=== Entries shown ===

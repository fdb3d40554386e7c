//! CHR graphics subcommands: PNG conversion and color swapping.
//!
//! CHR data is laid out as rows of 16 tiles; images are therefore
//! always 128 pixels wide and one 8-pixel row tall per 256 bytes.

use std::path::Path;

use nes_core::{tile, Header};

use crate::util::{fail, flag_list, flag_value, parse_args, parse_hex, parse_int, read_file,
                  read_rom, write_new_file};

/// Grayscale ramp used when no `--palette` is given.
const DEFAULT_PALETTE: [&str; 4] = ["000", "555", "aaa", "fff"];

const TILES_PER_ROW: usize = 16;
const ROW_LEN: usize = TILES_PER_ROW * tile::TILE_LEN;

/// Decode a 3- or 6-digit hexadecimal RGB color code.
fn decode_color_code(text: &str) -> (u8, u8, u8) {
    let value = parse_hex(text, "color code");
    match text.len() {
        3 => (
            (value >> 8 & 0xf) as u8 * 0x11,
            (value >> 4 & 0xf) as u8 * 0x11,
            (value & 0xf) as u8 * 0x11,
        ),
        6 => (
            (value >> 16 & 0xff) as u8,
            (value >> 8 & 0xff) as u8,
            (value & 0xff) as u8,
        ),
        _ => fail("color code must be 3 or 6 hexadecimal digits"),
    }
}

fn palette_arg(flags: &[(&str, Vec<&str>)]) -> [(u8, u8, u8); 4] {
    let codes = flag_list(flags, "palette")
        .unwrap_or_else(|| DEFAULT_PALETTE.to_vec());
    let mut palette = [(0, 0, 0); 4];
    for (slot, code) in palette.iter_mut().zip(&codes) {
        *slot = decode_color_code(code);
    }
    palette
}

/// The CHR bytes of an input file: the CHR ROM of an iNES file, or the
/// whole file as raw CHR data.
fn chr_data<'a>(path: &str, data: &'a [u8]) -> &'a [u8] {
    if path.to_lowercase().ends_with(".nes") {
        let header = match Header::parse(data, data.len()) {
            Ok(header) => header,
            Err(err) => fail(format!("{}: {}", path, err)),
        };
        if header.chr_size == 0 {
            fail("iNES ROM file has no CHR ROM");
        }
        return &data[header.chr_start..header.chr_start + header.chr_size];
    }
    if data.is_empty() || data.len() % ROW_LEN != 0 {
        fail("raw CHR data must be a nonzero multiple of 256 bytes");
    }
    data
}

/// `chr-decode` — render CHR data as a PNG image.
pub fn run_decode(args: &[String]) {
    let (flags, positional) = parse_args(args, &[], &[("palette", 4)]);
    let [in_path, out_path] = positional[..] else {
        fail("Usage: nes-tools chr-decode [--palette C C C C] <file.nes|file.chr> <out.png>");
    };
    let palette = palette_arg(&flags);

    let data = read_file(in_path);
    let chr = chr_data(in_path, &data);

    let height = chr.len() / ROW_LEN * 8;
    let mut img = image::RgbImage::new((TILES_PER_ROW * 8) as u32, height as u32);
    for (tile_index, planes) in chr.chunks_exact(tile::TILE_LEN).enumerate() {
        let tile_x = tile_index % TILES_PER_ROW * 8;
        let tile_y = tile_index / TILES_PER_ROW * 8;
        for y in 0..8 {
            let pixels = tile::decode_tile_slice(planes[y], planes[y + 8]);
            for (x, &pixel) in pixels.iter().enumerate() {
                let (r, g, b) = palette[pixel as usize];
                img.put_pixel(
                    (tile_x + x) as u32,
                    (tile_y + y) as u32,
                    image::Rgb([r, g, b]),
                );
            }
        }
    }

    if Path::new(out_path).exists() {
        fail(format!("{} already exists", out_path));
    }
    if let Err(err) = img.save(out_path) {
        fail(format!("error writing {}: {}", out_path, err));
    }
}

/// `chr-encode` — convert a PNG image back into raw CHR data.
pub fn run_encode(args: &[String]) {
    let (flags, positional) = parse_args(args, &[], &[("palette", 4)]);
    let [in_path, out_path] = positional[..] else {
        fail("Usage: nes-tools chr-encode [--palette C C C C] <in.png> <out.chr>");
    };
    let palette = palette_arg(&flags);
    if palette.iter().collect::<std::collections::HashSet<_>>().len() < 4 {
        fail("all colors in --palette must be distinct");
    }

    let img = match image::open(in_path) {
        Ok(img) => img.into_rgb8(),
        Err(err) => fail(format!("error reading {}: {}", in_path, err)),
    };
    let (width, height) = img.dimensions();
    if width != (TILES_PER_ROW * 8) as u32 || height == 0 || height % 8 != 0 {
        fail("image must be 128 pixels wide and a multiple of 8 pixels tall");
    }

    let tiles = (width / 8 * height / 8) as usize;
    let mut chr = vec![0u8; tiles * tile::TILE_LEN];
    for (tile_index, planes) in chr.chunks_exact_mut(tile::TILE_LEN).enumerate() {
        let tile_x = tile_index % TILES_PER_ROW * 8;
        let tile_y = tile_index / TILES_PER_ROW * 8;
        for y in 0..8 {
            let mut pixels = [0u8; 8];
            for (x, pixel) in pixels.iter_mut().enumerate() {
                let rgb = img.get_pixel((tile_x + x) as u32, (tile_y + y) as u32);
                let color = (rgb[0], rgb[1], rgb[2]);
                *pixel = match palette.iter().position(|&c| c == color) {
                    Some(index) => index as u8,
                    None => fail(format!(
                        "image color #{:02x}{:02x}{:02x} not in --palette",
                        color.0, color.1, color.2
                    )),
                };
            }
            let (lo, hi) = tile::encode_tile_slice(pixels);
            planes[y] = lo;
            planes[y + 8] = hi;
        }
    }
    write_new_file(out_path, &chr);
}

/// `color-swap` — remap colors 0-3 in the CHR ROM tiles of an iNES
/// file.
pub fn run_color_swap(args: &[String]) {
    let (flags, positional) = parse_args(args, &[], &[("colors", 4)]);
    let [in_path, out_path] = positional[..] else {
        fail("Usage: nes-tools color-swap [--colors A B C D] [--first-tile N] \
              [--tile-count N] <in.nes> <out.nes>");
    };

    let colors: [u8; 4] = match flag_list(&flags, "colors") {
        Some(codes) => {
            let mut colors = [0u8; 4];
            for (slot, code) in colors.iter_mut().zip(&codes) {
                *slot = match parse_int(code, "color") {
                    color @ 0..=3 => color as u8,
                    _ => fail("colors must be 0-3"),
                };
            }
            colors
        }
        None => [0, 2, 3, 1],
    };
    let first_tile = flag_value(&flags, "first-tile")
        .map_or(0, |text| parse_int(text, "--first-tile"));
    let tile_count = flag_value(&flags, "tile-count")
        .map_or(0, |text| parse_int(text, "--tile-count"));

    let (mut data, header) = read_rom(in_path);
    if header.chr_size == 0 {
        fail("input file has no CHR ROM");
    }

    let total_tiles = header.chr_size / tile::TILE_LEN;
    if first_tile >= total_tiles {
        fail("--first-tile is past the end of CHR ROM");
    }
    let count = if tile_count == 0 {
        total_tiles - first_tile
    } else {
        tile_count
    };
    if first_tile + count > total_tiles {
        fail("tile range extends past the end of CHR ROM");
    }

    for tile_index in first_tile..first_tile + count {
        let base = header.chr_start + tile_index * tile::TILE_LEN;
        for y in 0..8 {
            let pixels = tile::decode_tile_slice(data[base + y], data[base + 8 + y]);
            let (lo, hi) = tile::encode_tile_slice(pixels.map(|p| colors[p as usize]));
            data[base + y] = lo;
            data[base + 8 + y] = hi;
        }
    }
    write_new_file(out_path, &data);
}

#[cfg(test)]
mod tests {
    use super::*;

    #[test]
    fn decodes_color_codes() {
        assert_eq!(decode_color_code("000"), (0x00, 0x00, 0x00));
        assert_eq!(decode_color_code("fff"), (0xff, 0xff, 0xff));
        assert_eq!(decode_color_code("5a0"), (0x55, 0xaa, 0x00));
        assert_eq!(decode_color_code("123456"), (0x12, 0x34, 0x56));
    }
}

===

• _Problem details_
From the records above, pick out and copy each line holding the word "must".

• _Solution for this problem_
        _ => fail("color code must be 3 or 6 hexadecimal digits"),
        fail("raw CHR data must be a nonzero multiple of 256 bytes");
        fail("all colors in --palette must be distinct");
        fail("image must be 128 pixels wide and a multiple of 8 pixels tall");
                    _ => fail("colors must be 0-3"),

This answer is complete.